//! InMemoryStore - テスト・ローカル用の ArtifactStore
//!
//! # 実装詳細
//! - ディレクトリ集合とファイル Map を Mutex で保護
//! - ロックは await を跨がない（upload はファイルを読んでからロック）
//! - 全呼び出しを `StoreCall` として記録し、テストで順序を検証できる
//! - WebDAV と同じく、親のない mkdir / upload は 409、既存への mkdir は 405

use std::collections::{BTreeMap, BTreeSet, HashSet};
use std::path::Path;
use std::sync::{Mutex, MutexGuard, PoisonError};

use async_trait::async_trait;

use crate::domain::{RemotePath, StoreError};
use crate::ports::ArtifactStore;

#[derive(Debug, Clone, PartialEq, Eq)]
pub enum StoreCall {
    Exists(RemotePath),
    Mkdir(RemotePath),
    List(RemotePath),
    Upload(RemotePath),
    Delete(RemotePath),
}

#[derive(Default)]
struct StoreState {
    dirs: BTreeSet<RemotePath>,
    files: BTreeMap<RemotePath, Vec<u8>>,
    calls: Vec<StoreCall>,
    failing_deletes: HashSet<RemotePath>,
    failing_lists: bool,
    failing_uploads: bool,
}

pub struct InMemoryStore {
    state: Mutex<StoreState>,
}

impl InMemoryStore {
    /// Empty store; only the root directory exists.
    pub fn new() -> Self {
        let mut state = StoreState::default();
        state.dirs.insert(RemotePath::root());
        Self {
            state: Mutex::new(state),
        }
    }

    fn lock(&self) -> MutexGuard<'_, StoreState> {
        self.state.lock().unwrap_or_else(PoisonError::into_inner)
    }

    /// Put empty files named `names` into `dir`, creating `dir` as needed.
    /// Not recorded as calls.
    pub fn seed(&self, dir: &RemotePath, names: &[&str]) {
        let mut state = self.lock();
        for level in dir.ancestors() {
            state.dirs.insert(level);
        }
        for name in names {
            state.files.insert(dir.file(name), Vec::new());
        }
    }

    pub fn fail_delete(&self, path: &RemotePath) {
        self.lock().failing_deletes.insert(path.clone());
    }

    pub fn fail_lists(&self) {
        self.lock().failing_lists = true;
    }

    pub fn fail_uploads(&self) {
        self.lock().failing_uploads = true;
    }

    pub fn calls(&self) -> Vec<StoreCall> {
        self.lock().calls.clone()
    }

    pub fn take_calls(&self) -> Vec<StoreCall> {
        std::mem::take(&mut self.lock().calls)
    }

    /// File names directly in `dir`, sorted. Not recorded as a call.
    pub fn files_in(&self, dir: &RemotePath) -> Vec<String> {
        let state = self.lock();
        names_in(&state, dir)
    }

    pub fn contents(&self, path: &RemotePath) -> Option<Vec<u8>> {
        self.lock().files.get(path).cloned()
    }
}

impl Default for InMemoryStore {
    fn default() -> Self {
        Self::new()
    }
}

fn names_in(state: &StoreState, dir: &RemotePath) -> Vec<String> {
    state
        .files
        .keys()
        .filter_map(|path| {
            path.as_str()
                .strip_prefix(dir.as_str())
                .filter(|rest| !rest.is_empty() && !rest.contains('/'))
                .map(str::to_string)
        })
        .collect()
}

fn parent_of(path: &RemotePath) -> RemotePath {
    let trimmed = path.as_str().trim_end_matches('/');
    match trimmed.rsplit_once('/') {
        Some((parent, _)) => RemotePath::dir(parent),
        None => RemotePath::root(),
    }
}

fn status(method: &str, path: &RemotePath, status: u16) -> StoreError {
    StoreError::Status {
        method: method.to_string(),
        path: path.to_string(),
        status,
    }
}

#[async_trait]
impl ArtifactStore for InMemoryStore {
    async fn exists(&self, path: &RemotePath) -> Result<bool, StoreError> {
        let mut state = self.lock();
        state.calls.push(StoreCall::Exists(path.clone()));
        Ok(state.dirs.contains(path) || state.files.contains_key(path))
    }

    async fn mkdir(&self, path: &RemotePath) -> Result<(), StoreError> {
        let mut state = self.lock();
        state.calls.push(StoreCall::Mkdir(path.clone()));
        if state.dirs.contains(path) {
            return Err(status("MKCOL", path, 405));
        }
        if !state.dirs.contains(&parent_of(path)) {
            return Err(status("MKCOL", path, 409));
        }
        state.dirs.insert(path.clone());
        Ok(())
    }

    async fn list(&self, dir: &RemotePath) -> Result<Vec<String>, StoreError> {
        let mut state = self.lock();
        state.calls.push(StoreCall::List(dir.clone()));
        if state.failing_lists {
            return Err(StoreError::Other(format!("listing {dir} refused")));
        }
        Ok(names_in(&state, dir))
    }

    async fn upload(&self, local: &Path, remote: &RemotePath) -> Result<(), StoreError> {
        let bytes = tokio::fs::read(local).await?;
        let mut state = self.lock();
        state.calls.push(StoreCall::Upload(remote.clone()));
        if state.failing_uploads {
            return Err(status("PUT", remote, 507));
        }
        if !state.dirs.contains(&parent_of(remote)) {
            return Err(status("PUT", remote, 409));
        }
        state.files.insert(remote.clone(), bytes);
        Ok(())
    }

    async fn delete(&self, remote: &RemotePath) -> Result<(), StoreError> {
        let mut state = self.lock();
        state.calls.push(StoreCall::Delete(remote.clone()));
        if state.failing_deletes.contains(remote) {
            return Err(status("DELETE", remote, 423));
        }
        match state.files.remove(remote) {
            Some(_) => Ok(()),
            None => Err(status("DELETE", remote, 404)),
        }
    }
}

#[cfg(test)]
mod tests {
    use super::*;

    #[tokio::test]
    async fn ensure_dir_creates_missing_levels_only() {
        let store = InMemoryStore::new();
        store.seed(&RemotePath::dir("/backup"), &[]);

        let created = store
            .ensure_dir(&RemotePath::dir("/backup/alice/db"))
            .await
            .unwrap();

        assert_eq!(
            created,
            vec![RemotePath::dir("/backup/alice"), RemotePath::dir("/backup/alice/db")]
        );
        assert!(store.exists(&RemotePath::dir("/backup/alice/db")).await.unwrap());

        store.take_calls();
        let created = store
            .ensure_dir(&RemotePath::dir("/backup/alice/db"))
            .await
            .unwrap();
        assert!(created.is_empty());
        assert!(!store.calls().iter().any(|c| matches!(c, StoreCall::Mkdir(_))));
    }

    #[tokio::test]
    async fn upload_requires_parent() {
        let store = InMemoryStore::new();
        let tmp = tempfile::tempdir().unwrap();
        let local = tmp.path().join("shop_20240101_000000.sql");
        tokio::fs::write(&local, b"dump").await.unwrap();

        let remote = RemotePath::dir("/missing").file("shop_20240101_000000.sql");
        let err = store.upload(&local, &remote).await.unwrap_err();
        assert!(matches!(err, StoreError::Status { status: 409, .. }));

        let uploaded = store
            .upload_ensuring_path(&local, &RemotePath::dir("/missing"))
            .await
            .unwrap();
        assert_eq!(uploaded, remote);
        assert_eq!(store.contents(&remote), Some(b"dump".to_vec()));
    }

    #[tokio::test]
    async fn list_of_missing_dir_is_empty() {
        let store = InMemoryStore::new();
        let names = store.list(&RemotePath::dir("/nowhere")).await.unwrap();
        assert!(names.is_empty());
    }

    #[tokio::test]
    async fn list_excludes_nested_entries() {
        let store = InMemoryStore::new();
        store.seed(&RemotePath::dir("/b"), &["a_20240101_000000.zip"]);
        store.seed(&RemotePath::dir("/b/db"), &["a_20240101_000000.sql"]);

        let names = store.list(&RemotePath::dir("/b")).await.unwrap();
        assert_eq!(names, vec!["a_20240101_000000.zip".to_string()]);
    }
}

* * *

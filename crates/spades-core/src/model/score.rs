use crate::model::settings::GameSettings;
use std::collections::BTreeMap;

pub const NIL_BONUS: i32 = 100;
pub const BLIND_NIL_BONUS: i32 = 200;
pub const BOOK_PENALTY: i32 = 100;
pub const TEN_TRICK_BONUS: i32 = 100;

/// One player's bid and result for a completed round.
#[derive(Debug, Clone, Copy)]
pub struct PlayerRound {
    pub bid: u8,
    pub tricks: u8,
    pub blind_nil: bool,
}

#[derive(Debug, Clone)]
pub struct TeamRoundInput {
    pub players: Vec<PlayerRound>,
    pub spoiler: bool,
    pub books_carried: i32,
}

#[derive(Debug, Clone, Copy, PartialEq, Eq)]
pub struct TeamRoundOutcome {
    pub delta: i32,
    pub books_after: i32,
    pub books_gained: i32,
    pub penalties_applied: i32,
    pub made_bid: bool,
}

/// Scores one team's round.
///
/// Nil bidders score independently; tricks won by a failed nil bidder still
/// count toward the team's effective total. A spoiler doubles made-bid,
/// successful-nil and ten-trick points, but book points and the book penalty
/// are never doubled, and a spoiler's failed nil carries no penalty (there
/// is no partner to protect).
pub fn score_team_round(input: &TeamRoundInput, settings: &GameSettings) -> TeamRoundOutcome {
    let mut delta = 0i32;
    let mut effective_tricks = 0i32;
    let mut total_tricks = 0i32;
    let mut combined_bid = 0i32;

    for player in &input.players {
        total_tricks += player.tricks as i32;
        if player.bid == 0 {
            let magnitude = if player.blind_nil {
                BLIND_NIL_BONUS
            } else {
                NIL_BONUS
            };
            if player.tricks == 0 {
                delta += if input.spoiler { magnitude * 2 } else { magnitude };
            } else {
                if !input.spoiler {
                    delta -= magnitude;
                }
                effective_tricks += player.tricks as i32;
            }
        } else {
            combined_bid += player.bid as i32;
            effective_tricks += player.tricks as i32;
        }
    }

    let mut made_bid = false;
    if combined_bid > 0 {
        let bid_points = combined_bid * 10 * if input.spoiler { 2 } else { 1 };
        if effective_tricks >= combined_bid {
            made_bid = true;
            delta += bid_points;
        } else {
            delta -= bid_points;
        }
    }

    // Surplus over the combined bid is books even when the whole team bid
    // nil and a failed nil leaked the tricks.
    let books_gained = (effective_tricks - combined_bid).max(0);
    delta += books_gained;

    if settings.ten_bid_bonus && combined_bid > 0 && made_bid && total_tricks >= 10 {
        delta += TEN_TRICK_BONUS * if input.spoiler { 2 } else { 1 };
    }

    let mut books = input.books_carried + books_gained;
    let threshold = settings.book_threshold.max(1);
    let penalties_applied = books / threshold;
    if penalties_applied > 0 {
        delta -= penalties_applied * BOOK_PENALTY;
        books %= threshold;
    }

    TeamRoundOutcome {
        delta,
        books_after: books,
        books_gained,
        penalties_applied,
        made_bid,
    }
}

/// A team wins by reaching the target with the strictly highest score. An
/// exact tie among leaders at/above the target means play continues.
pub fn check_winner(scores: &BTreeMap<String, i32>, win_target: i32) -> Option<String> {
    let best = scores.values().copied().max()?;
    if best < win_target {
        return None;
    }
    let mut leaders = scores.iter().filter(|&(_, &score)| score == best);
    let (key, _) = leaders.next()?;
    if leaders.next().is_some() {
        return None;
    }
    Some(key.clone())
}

■ Task
Work out how many lines contain the word "insert" in the records, and answer with the number only.

■ Answer space
6